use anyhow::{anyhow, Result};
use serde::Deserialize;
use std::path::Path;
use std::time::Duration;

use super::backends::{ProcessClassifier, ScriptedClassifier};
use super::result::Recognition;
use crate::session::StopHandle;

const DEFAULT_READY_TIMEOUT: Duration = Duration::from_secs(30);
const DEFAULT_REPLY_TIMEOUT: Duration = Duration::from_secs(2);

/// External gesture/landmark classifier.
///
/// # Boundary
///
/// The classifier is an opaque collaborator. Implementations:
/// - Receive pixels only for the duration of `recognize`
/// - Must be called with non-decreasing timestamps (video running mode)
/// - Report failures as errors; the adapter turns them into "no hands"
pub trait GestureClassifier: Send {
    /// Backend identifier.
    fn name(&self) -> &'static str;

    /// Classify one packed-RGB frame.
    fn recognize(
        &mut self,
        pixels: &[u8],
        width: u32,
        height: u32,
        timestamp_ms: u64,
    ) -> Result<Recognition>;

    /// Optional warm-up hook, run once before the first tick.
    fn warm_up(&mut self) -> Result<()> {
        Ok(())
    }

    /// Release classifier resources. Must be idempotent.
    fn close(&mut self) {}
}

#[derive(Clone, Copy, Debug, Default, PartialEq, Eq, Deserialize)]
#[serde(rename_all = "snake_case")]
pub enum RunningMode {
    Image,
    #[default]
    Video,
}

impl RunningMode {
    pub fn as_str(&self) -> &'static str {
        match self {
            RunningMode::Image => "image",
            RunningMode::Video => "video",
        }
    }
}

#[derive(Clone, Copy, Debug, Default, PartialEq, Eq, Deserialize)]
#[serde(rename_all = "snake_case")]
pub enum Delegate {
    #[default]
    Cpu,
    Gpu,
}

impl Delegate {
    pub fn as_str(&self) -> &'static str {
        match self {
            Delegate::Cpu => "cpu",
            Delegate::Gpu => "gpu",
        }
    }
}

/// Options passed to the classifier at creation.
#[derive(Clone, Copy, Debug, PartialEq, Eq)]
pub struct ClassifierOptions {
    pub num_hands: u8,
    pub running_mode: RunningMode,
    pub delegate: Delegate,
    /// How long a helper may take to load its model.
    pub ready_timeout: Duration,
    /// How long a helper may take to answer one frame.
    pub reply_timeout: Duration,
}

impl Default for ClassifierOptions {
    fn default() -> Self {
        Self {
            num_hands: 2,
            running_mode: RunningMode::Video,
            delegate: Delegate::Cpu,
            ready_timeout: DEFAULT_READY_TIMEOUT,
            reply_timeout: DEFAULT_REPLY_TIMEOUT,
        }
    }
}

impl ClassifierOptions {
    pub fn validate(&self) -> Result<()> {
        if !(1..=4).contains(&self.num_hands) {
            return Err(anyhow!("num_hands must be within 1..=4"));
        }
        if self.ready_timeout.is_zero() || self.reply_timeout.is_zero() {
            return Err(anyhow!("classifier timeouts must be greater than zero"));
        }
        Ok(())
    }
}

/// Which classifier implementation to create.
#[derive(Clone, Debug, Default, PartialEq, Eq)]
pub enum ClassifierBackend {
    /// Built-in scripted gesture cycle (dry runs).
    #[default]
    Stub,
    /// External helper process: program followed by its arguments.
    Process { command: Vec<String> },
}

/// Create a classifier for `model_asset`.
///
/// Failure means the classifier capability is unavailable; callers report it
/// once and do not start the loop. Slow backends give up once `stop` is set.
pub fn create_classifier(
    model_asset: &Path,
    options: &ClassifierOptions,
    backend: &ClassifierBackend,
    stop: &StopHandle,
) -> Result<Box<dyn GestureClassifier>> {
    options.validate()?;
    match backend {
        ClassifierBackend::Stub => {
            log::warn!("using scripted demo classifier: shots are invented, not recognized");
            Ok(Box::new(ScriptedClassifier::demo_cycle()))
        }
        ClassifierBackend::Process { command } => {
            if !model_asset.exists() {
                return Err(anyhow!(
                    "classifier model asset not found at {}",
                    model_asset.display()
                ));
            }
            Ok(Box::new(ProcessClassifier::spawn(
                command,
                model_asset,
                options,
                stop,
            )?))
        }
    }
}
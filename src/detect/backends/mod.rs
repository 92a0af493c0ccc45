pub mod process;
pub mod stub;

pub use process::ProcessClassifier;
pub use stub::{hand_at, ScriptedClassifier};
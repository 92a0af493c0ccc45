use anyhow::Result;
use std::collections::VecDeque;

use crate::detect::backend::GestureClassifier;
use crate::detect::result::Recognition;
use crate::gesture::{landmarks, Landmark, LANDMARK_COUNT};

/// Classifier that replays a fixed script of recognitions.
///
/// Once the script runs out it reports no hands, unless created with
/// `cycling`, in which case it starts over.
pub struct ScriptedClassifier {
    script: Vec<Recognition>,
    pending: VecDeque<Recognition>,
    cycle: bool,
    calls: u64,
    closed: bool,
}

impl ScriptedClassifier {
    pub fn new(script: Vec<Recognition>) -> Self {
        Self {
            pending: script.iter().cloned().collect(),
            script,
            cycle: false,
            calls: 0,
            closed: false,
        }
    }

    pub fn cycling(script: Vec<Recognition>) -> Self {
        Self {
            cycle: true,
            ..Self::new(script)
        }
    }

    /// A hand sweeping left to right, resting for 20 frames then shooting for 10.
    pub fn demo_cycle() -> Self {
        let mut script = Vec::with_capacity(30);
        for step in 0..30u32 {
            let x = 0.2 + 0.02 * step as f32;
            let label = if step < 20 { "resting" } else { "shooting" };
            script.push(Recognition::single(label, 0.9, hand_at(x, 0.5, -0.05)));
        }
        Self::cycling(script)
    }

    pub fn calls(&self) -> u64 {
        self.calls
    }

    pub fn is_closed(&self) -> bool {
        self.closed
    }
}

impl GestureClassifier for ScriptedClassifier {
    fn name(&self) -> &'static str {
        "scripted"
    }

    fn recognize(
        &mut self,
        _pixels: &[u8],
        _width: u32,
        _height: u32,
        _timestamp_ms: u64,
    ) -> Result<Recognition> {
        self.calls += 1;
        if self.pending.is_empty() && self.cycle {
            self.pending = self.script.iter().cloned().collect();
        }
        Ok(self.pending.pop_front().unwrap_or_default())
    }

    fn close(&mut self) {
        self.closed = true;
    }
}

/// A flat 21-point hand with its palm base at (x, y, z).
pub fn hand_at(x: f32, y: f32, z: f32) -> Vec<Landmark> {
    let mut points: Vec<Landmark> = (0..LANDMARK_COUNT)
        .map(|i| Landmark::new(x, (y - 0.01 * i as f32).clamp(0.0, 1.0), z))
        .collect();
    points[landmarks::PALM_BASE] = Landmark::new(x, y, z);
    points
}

───

• Task statement: If a line in the records contains the string "validate", copy it out.

• Exercise response:
    pub fn validate(&self) -> Result<()> {
    options.validate()?;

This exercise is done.